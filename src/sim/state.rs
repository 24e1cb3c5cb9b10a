//! Game state and core simulation types
//!
//! Positions are viewport pixels with y growing downward. Asteroids and
//! coins are anchored at their top-left corner, the ship at its center.

use glam::Vec2;

use super::rng::RangeRng;
use crate::consts::*;
use crate::highscores::BestScore;

/// Current phase of gameplay
#[derive(Debug, Clone, Copy, PartialEq, Eq)]
pub enum GamePhase {
    /// Active gameplay
    Playing,
    /// Ship was hit; waiting for a tap to restart
    GameOver,
}

/// Something that happened during a tick, for the session to act on
#[derive(Debug, Clone, Copy, PartialEq, Eq)]
pub enum GameEvent {
    /// Ship hit an asteroid
    Collision,
    /// Ship picked up a coin
    CoinCollected,
    /// An asteroid left the bottom edge and went back to the top
    ObstacleRecycled,
    /// Final score beat the best score
    NewBest(u64),
    /// Session ended with this score
    GameOver { score: u64 },
}

/// Drawable area size in pixels
#[derive(Debug, Clone, Copy, PartialEq, Eq)]
pub struct Viewport {
    pub width: u32,
    pub height: u32,
}

impl Viewport {
    /// Dimensions are clamped to at least 1 pixel
    pub fn new(width: u32, height: u32) -> Self {
        Self {
            width: width.max(1),
            height: height.max(1),
        }
    }

    pub fn center(&self) -> Vec2 {
        // Integer halving, matching how the host reports the view center
        Vec2::new((self.width / 2) as f32, (self.height / 2) as f32)
    }

    #[inline]
    pub fn width_i32(&self) -> i32 {
        i32::try_from(self.width).unwrap_or(i32::MAX)
    }

    #[inline]
    pub fn height_i32(&self) -> i32 {
        i32::try_from(self.height).unwrap_or(i32::MAX)
    }
}

/// The player's ship
#[derive(Debug, Clone, Copy, PartialEq)]
pub struct Ship {
    /// Center of the sprite
    pub pos: Vec2,
}

/// A falling asteroid. Recycled to the top instead of destroyed.
#[derive(Debug, Clone, Copy, PartialEq)]
pub struct Obstacle {
    /// Top-left corner
    pub pos: Vec2,
}

impl Obstacle {
    pub fn new(x: f32, y: f32) -> Self {
        Self {
            pos: Vec2::new(x, y),
        }
    }
}

/// A falling coin
#[derive(Debug, Clone, Copy, PartialEq)]
pub struct Coin {
    /// Top-left corner
    pub pos: Vec2,
}

impl Coin {
    pub fn new(x: f32, y: f32) -> Self {
        Self {
            pos: Vec2::new(x, y),
        }
    }
}

/// Complete game state
#[derive(Debug, Clone)]
pub struct GameState {
    pub viewport: Viewport,
    pub phase: GamePhase,
    pub score: u64,
    pub best: BestScore,
    /// Fall speed of asteroids and coins, pixels per tick
    pub speed: f32,
    pub ship: Ship,
    /// Always exactly `OBSTACLE_COUNT` once seeded
    pub obstacles: Vec<Obstacle>,
    pub coins: Vec<Coin>,
    /// Simulation tick counter for the current session
    pub time_ticks: u64,
    /// Events raised since the last drain
    events: Vec<GameEvent>,
}

impl GameState {
    /// Create a fresh session: ship centered, asteroids seeded above the screen
    pub fn new(viewport: Viewport, best: BestScore, rng: &mut impl RangeRng) -> Self {
        let mut state = Self {
            viewport,
            phase: GamePhase::Playing,
            score: 0,
            best,
            speed: INITIAL_SPEED,
            ship: Ship {
                pos: viewport.center(),
            },
            obstacles: Vec::with_capacity(OBSTACLE_COUNT),
            coins: Vec::new(),
            time_ticks: 0,
            events: Vec::new(),
        };
        state.seed_obstacles(rng);
        state
    }

    /// Put everything back to the start of a session. Best score is kept.
    pub fn reset(&mut self, rng: &mut impl RangeRng) {
        self.obstacles.clear();
        self.coins.clear();
        self.score = 0;
        self.speed = INITIAL_SPEED;
        self.phase = GamePhase::Playing;
        self.ship.pos = self.viewport.center();
        self.time_ticks = 0;
        self.events.clear();
        self.seed_obstacles(rng);
    }

    /// Place one asteroid at each starting height with a random column
    pub fn seed_obstacles(&mut self, rng: &mut impl RangeRng) {
        self.obstacles.clear();
        for y in OBSTACLE_START_Y {
            let x = self.random_obstacle_x(rng);
            self.obstacles.push(Obstacle::new(x, y));
        }
    }

    /// Random asteroid column in `[0, width - 200)`
    pub fn random_obstacle_x(&self, rng: &mut impl RangeRng) -> f32 {
        rng.span(0, self.viewport.width_i32() - OBSTACLE_SIZE as i32) as f32
    }

    pub fn is_game_over(&self) -> bool {
        self.phase == GamePhase::GameOver
    }

    /// Move the ship to an absolute position (ignored once the game is over)
    pub fn move_ship(&mut self, pos: Vec2) {
        if self.phase == GamePhase::Playing && pos.is_finite() {
            self.ship.pos = pos;
        }
    }

    pub fn push_event(&mut self, event: GameEvent) {
        self.events.push(event);
    }

    /// Take all events raised since the last call
    pub fn drain_events(&mut self) -> Vec<GameEvent> {
        std::mem::take(&mut self.events)
    }
}

#[cfg(test)]
mod tests {
    use super::*;
    use crate::sim::rng::seeded;

    #[test]
    fn test_new_state_seeds_four_obstacles() {
        let mut rng = seeded(1);
        let state = GameState::new(Viewport::new(1000, 2000), BestScore::new(9), &mut rng);

        assert_eq!(state.phase, GamePhase::Playing);
        assert_eq!(state.obstacles.len(), OBSTACLE_COUNT);
        let ys: Vec<f32> = state.obstacles.iter().map(|o| o.pos.y).collect();
        assert_eq!(ys, vec![-100.0, -300.0, -500.0, -700.0]);
        for o in &state.obstacles {
            assert!(o.pos.x >= 0.0 && o.pos.x < 800.0);
        }
        assert_eq!(state.ship.pos, Vec2::new(500.0, 1000.0));
        assert_eq!(state.speed, INITIAL_SPEED);
        assert_eq!(state.best.get(), 9);
    }

    #[test]
    fn test_viewport_clamps_to_one_pixel() {
        let v = Viewport::new(0, 0);
        assert_eq!(v.width, 1);
        assert_eq!(v.height, 1);
    }

    #[test]
    fn test_move_ship_ignored_after_game_over() {
        let mut rng = seeded(1);
        let mut state = GameState::new(Viewport::new(1000, 2000), BestScore::default(), &mut rng);

        state.move_ship(Vec2::new(10.0, 20.0));
        assert_eq!(state.ship.pos, Vec2::new(10.0, 20.0));

        state.phase = GamePhase::GameOver;
        state.move_ship(Vec2::new(99.0, 99.0));
        assert_eq!(state.ship.pos, Vec2::new(10.0, 20.0));
    }

    #[test]
    fn test_move_ship_rejects_non_finite() {
        let mut rng = seeded(1);
        let mut state = GameState::new(Viewport::new(1000, 2000), BestScore::default(), &mut rng);
        state.move_ship(Vec2::new(f32::NAN, 3.0));
        assert_eq!(state.ship.pos, Vec2::new(500.0, 1000.0));
    }
}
------------------------------------
Action item: In full, transcribe each entry of the material exactly.

Solution below:
filename src/sim/state.rs
repository 24e1cb3c5cb9b10a
//! Game state and core simulation types
//!
//! Positions are viewport pixels with y growing downward. Asteroids and
//! coins are anchored at their top-left corner, the ship at its center.

use glam::Vec2;

use super::rng::RangeRng;
use crate::consts::*;
use crate::highscores::BestScore;

/// Current phase of gameplay
#[derive(Debug, Clone, Copy, PartialEq, Eq)]
pub enum GamePhase {
    /// Active gameplay
    Playing,
    /// Ship was hit; waiting for a tap to restart
    GameOver,
}

/// Something that happened during a tick, for the session to act on
#[derive(Debug, Clone, Copy, PartialEq, Eq)]
pub enum GameEvent {
    /// Ship hit an asteroid
    Collision,
    /// Ship picked up a coin
    CoinCollected,
    /// An asteroid left the bottom edge and went back to the top
    ObstacleRecycled,
    /// Final score beat the best score
    NewBest(u64),
    /// Session ended with this score
    GameOver { score: u64 },
}

/// Drawable area size in pixels
#[derive(Debug, Clone, Copy, PartialEq, Eq)]
pub struct Viewport {
    pub width: u32,
    pub height: u32,
}

impl Viewport {
    /// Dimensions are clamped to at least 1 pixel
    pub fn new(width: u32, height: u32) -> Self {
        Self {
            width: width.max(1),
            height: height.max(1),
        }
    }

    pub fn center(&self) -> Vec2 {
        // Integer halving, matching how the host reports the view center
        Vec2::new((self.width / 2) as f32, (self.height / 2) as f32)
    }

    #[inline]
    pub fn width_i32(&self) -> i32 {
        i32::try_from(self.width).unwrap_or(i32::MAX)
    }

    #[inline]
    pub fn height_i32(&self) -> i32 {
        i32::try_from(self.height).unwrap_or(i32::MAX)
    }
}

/// The player's ship
#[derive(Debug, Clone, Copy, PartialEq)]
pub struct Ship {
    /// Center of the sprite
    pub pos: Vec2,
}

/// A falling asteroid. Recycled to the top instead of destroyed.
#[derive(Debug, Clone, Copy, PartialEq)]
pub struct Obstacle {
    /// Top-left corner
    pub pos: Vec2,
}

impl Obstacle {
    pub fn new(x: f32, y: f32) -> Self {
        Self {
            pos: Vec2::new(x, y),
        }
    }
}

/// A falling coin
#[derive(Debug, Clone, Copy, PartialEq)]
pub struct Coin {
    /// Top-left corner
    pub pos: Vec2,
}

impl Coin {
    pub fn new(x: f32, y: f32) -> Self {
        Self {
            pos: Vec2::new(x, y),
        }
    }
}

/// Complete game state
#[derive(Debug, Clone)]
pub struct GameState {
    pub viewport: Viewport,
    pub phase: GamePhase,
    pub score: u64,
    pub best: BestScore,
    /// Fall speed of asteroids and coins, pixels per tick
    pub speed: f32,
    pub ship: Ship,
    /// Always exactly `OBSTACLE_COUNT` once seeded
    pub obstacles: Vec<Obstacle>,
    pub coins: Vec<Coin>,
    /// Simulation tick counter for the current session
    pub time_ticks: u64,
    /// Events raised since the last drain
    events: Vec<GameEvent>,
}

impl GameState {
    /// Create a fresh session: ship centered, asteroids seeded above the screen
    pub fn new(viewport: Viewport, best: BestScore, rng: &mut impl RangeRng) -> Self {
        let mut state = Self {
            viewport,
            phase: GamePhase::Playing,
            score: 0,
            best,
            speed: INITIAL_SPEED,
            ship: Ship {
                pos: viewport.center(),
            },
            obstacles: Vec::with_capacity(OBSTACLE_COUNT),
            coins: Vec::new(),
            time_ticks: 0,
            events: Vec::new(),
        };
        state.seed_obstacles(rng);
        state
    }

    /// Put everything back to the start of a session. Best score is kept.
    pub fn reset(&mut self, rng: &mut impl RangeRng) {
        self.obstacles.clear();
        self.coins.clear();
        self.score = 0;
        self.speed = INITIAL_SPEED;
        self.phase = GamePhase::Playing;
        self.ship.pos = self.viewport.center();
        self.time_ticks = 0;
        self.events.clear();
        self.seed_obstacles(rng);
    }

    /// Place one asteroid at each starting height with a random column
    pub fn seed_obstacles(&mut self, rng: &mut impl RangeRng) {
        self.obstacles.clear();
        for y in OBSTACLE_START_Y {
            let x = self.random_obstacle_x(rng);
            self.obstacles.push(Obstacle::new(x, y));
        }
    }

    /// Random asteroid column in `[0, width - 200)`
    pub fn random_obstacle_x(&self, rng: &mut impl RangeRng) -> f32 {
        rng.span(0, self.viewport.width_i32() - OBSTACLE_SIZE as i32) as f32
    }

    pub fn is_game_over(&self) -> bool {
        self.phase == GamePhase::GameOver
    }

    /// Move the ship to an absolute position (ignored once the game is over)
    pub fn move_ship(&mut self, pos: Vec2) {
        if self.phase == GamePhase::Playing && pos.is_finite() {
            self.ship.pos = pos;
        }
    }

    pub fn push_event(&mut self, event: GameEvent) {
        self.events.push(event);
    }

    /// Take all events raised since the last call
    pub fn drain_events(&mut self) -> Vec<GameEvent> {
        std::mem::take(&mut self.events)
    }
}

#[cfg(test)]
mod tests {
    use super::*;
    use crate::sim::rng::seeded;

    #[test]
    fn test_new_state_seeds_four_obstacles() {
        let mut rng = seeded(1);
        let state = GameState::new(Viewport::new(1000, 2000), BestScore::new(9), &mut rng);

        assert_eq!(state.phase, GamePhase::Playing);
        assert_eq!(state.obstacles.len(), OBSTACLE_COUNT);
        let ys: Vec<f32> = state.obstacles.iter().map(|o| o.pos.y).collect();
        assert_eq!(ys, vec![-100.0, -300.0, -500.0, -700.0]);
        for o in &state.obstacles {
            assert!(o.pos.x >= 0.0 && o.pos.x < 800.0);
        }
        assert_eq!(state.ship.pos, Vec2::new(500.0, 1000.0));
        assert_eq!(state.speed, INITIAL_SPEED);
        assert_eq!(state.best.get(), 9);
    }

    #[test]
    fn test_viewport_clamps_to_one_pixel() {
        let v = Viewport::new(0, 0);
        assert_eq!(v.width, 1);
        assert_eq!(v.height, 1);
    }

    #[test]
    fn test_move_ship_ignored_after_game_over() {
        let mut rng = seeded(1);
        let mut state = GameState::new(Viewport::new(1000, 2000), BestScore::default(), &mut rng);

        state.move_ship(Vec2::new(10.0, 20.0));
        assert_eq!(state.ship.pos, Vec2::new(10.0, 20.0));

        state.phase = GamePhase::GameOver;
        state.move_ship(Vec2::new(99.0, 99.0));
        assert_eq!(state.ship.pos, Vec2::new(10.0, 20.0));
    }

    #[test]
    fn test_move_ship_rejects_non_finite() {
        let mut rng = seeded(1);
        let mut state = GameState::new(Viewport::new(1000, 2000), BestScore::default(), &mut rng);
        state.move_ship(Vec2::new(f32::NAN, 3.0));
        assert_eq!(state.ship.pos, Vec2::new(500.0, 1000.0));
    }
}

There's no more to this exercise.